Devo esta crônica a Cortázar, pois foi escrita depois de ler “Retorno de la noche”, um conto de 1941 que só veio a público após a morte do escritor, em 1984.
Acorda e, de
pronto, dá-se conta de que está vivo. Não é pouca coisa, ainda que seja o tipo
de constatação que não se compartilha com ninguém. “Hoje acordei e estava
vivo.” “Ora — reagirá o interlocutor —, que tremenda coincidência, eu também.”
É difícil encontrar a diferença naquilo que é comum a todos, mas a verdade é
que uns têm bunda grande, outros, nariz adunco e há os que possuem mãos menores
que as tão pequenas da chuva (uso a imagem de E. E. Cummings, na tradução de
Augusto de Campos).
Existem, enfim,
aqueles que se surpreendem por acordar vivos. Os tristes? Talvez sim, e é provável
que alguns deles se decepcionem com isso. Os que foram dormir depois de um
instante único de felicidade (no amor, no trabalho)? Podem temer o dia à frente,
pois há um passado radiante, com alta chance de não se repetir.
A vida lhe tem
sido boa e ruim, deprimente e excitante. Portanto, ao se beliscar para ter
certeza de que está vivo (no mínimo acordado), age como o homem que, ao se olhar
no espelho, se pergunta por que aquele nariz tão grande não sendo nem lobo para
cheirar a netinha destemida, que enfrenta o bosque. “Estou vivo.” Levanta e
dança? Continua deitado e adia chegar ao cotidiano que, pela manhã, o quer de
dentes escovados, banho tomado e disposto a trabalhar e não deixar a engrenagem
do lucro e da produção emperrar?
Na noite
anterior, dormiu na sala, diante de uma televisão fastidiosa, e nem sabe como
foi para o quarto. Na casa não existe nenhum cachorro, que, numa hora dessas,
poderia acordar, levantar as orelhas e, num suspiro, voltar ao sono. (Os
cachorros se admiram por acordar vivos?) Bem, foi uma noite como um monte de
outras na sua vida de anos que, para serem contados, demandam vários dedos a
mais que os vinte de seu corpo. Tem vontade de dançar não para celebrar alguma alegria,
algum prazer. Dançar para chamar a chuva (e agarrar-se às suas mãos) e, com ela,
limpar o quintal de sua memória da infância.

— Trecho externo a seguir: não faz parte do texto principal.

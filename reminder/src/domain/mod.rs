//! Domain primitives, ports and use cases.
//!
//! Purpose: decide when a timesheet reminder fires, who it names, and what it
//! says, without knowing which chat or time-tracking service sits behind the
//! ports. Adapters live in `crate::outbound`.
//!
//! Public surface:
//! - Error / ErrorCode: transport-agnostic failure payload.
//! - PostMessageResult / Success: result value returned by message senders.
//! - TriggerSchedule: exact-minute gate for scheduled runs.
//! - ShameLateDevelopers, SendReminder, RemindBillablePeople: use cases.
//! - LateDevelopersFinder: joins time-tracking data to the chat roster.

pub mod error;
pub mod ports;

mod late_developers;
mod mapping;
mod post_message_result;
mod remind_billable_people;
mod send_reminder;
mod shame_late_developers;
mod trigger_schedule;

pub use self::error::{Error, ErrorCode, ErrorValidationError};
pub use self::late_developers::LateDevelopersFinder;
pub use self::post_message_result::{PostMessageResult, Success};
pub use self::remind_billable_people::{
    BillablePeopleReminderReport, RemindBillablePeople, RemindBillablePeopleRequest,
};
pub use self::send_reminder::{SendReminder, SendReminderRequest};
pub use self::shame_late_developers::{
    ReminderOutcome, ShameLateDevelopers, ShameLateDevelopersRequest,
};
pub use self::trigger_schedule::TriggerSchedule;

Apesar da vontade, não se levanta, nem mesmo requebra sobre o colchão. Se tivesse um cão, o bichinho já o teria tirado de suas cismas, exigido uma água limpa, a ração matinal, o passeio. Eis a percepção exata do tamanho de sua solidão. Solitário, mas com ganas de dançar. Bate palmas. Primeiro na cadência de um partido alto. Logo se perde, atravessando o samba. Tenta outro ritmo. Novo desacerto. Bate então palmas como se, à porta da casa de alguém, se anunciasse. “Olha, vim trazer essa encomenda que o papai mandou.” “Eita, menino vivo esse do Bandolim.” Guarda de um tempo nem tão delicado a delicadeza. Descobre então que será ela a sua parceira de dança. E isso o faz pular da cama.
Coloca um dos braços sobre a barriga, estica o outro no ar. Sai, de manso, dançando uma valsinha. “Não vá pisar no pé de sua parceira!” “Tranquilo, as sombras não têm pé.” Capricha, solta o corpo. Troca a música. Michael Jackson. James Brown. Jorge Benjor. Saracoteia, afinal acordou vivo. Tira a mão da barriga, abre os dois braços, olha para cima (para o céu, se estivesse ao ar livre) e dança solto e sorrindo. O horror está lá fora; lá fora com seus algozes e energúmenos, com aqueles que só se sentem vivos ao arrancar a vida de alguém. Não é nenhum desses.
4 comentários:
Uau, só por não ser um energúmeno, e não tirar a vida de ninguém, já vale estar vivo. E partir para o dia, bom ou ruim, que o espera. Quem sabe ele/ ela consegue escrever uma crônica como essa? Estar viva me lembra que posso pensar, sentir, agir, nessa provável ordem do caos humano.
Nilma, com todos os percalços, estar vivo é uma dádiva.
Brilhante! Já é muito acordar e ter o ímpeto de dançar!
Ádlei, concordo muito com você. Dançar é tudo, e requebrando a gente pode dar um jeito nessa confusão na qual estamos metidos.